Activity → Without skipping or changing anything, print all the entries.

Extracted information →
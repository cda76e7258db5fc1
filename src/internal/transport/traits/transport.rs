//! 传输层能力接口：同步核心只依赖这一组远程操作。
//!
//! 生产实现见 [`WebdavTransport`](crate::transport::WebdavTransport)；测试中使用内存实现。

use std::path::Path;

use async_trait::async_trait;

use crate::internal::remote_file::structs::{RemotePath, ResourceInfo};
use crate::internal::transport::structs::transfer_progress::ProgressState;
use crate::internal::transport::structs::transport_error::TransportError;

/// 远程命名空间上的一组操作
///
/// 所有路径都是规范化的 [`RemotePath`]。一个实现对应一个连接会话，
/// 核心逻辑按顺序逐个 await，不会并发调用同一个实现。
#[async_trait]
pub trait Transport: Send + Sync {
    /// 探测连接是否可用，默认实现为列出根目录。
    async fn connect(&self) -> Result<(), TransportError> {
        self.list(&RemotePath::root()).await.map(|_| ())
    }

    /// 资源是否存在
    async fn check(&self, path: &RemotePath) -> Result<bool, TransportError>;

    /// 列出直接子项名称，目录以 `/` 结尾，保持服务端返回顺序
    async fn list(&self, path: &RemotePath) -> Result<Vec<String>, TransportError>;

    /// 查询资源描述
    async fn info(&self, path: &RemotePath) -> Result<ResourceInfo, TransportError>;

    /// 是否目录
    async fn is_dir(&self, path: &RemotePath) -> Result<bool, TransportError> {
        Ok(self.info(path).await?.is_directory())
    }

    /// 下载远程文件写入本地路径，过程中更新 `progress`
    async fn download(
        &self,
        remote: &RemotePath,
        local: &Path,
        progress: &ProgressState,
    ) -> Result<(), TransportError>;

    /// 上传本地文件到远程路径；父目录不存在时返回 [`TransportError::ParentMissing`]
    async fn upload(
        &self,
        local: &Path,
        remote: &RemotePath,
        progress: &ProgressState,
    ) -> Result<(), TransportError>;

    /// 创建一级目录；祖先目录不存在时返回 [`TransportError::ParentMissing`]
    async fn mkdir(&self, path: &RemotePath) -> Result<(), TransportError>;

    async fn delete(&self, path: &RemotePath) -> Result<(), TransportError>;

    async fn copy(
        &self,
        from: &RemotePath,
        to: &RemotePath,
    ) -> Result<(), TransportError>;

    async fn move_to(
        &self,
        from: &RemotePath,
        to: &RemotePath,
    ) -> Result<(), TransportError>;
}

Finished exercise →
repository cda76e7258db5fc1
filename src/internal/transport/traits/transport.rs
//! 传输层能力接口：同步核心只依赖这一组远程操作。
//!
//! 生产实现见 [`WebdavTransport`](crate::transport::WebdavTransport)；测试中使用内存实现。

use std::path::Path;

use async_trait::async_trait;

use crate::internal::remote_file::structs::{RemotePath, ResourceInfo};
use crate::internal::transport::structs::transfer_progress::ProgressState;
use crate::internal::transport::structs::transport_error::TransportError;

/// 远程命名空间上的一组操作
///
/// 所有路径都是规范化的 [`RemotePath`]。一个实现对应一个连接会话，
/// 核心逻辑按顺序逐个 await，不会并发调用同一个实现。
#[async_trait]
pub trait Transport: Send + Sync {
    /// 探测连接是否可用，默认实现为列出根目录。
    async fn connect(&self) -> Result<(), TransportError> {
        self.list(&RemotePath::root()).await.map(|_| ())
    }

    /// 资源是否存在
    async fn check(&self, path: &RemotePath) -> Result<bool, TransportError>;

    /// 列出直接子项名称，目录以 `/` 结尾，保持服务端返回顺序
    async fn list(&self, path: &RemotePath) -> Result<Vec<String>, TransportError>;

    /// 查询资源描述
    async fn info(&self, path: &RemotePath) -> Result<ResourceInfo, TransportError>;

    /// 是否目录
    async fn is_dir(&self, path: &RemotePath) -> Result<bool, TransportError> {
        Ok(self.info(path).await?.is_directory())
    }

    /// 下载远程文件写入本地路径，过程中更新 `progress`
    async fn download(
        &self,
        remote: &RemotePath,
        local: &Path,
        progress: &ProgressState,
    ) -> Result<(), TransportError>;

    /// 上传本地文件到远程路径；父目录不存在时返回 [`TransportError::ParentMissing`]
    async fn upload(
        &self,
        local: &Path,
        remote: &RemotePath,
        progress: &ProgressState,
    ) -> Result<(), TransportError>;

    /// 创建一级目录；祖先目录不存在时返回 [`TransportError::ParentMissing`]
    async fn mkdir(&self, path: &RemotePath) -> Result<(), TransportError>;

    async fn delete(&self, path: &RemotePath) -> Result<(), TransportError>;

    async fn copy(
        &self,
        from: &RemotePath,
        to: &RemotePath,
    ) -> Result<(), TransportError>;

    async fn move_to(
        &self,
        from: &RemotePath,
        to: &RemotePath,
    ) -> Result<(), TransportError>;
}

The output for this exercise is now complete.